SPORTS

Arpin, Loenbro join forces on the track

Lee Vernoy
lvernoy@greatfallstribune.com

Editor's Note: Today marks the start of a new feature in the Tribune sports section, a column by Lee Vernoy devoted to auto racing. It will appear most Mondays in the spring and summer.

— Scott Mansch

If it seems I'm going from one extreme (bowling) to another (motor sports), keep this in mind: there are several race drivers who bowl during the season.

I kid you not. Local driver Tim McCune, who we'll feature down the road, bowls in the winter, drives in the summer.

This column is about motor sports and their drivers. Not just on the dirt oval at Electric City Speedway, but also on the quarter-mile dragstrip in Lewistown, and even the motocross riders who call the Rainbow Motosports Complex on Wire Mill Road their home away from home.

Steve Arpin has seen it all. The Fort Frances, Ontario native started racing go-karts at age 10, progressing to modifieds by the time he was 14, and has been racing on dirt tracks ever since, which is a pretty good reason why he has joined up with Chip Ganassi Racing and Loenbro owners Paul and Jon Leach on the Red Bull Global RallyCross Series.
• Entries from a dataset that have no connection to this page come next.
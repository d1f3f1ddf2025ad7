use std::sync::Arc;

use crate::llm_client::VisionModel;
use crate::story::typeface::FaceSource;

/// Shared application state injected into all route handlers via Axum extractors.
#[derive(Clone)]
pub struct AppState {
    /// Vision model backend. Production: `LlmClient`.
    pub vision: Arc<dyn VisionModel>,
    /// Font used to measure and draw story text. Production: `Typeface` loaded at startup.
    pub faces: Arc<dyn FaceSource>,
}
Arpin and Loenbro president Paul Leach raced at the Speedway this weekend: Arpin was in an A Modified, Leach in both A and Midwest Modifieds.

But GRC cars are a whole different breed: "I drive a car based on the Ford Fiesta, but the car is 100 percent purpose-built in England," Arpin said. Ford, General Motors, Subaru and Volkswagen are Official Manufacturing Partners for the GRC, and Ganassi/Loenbro Racing own two cars on the circuit.

It's an all-wheel drive, 650 horsepower, full-turbo vehicle that can go from zero to 60 in 1.6 (that's one-point-six) seconds, which outdoes a Formula One racer hands-down. They go through two heat rounds (four cars, six laps), then into the semifinals (two groups of equal size, also six laps), with the top 10 cars moving into the 10-lap main event.

All those not getting into the main event then race one more time — a "last chance qualifier;" this time for four laps — for any remaining qualifying slots. Championship points on a basis of 50 points for first, 45 for second, all the way to five points for 10th, with all other racers getting one point for starting. Points are also awards in heats two and three: three points for first, two for second, everyone else gets one.

GRC cars race in, as Arpin puts it, "any element you can imagine: dirt, gravel, asphalt, sunshine, rain."

And if that isn't enough, the cars have to make a jump on every lap. At least 70 feet to upwards of 200 feet.

GRC cars weigh about the same as an A Modified — 2,450 pounds — but A Modifieds aren't built to withstand the GRC jumps.

"If a Modified goes airborne, it is not on purpose," Arpin said with a laugh. "Because of the terrain and the jumps, RallyCross is a very physically demanding sport, more so than NASCAR. NASCAR is more of an endurance test over 500 miles."

And GRC, which is raced on tracks that are 0.5-1 miles in length, has something no other racing sport has: a penalty box, which is a 50-meter box designed to deal with on-track infractions, much in the same way hockey deals with on-ice no-nos: the offender pulls into the "sin bin" until released by a track official. If it's too late in the race, a time penalty is enforced.

Then there's Paul Leach, who admits he's been "a motorhead since I was a little kid. Jon and I would race each other, using anything with a motor."

The Leach boys, who were raised on a ranch just south of Sun River (which is where their race shop is), didn't get the racing bug passed directly from one generation to another.

"My dad didn't race," Paul said, "but I guess I have an uncle who did."

The Red Bull GRC series is televised on NBC Television (KBGF in Great Falls), as well as on NBCSN via tape delay.

Live racing at the Speedway will happen Friday night, May 1, with "Mud In Montana," with Street Stocks, Super Stocks, A Modifieds and Midwest Modifieds in action. Gates open at 6, racing starts at 7:30.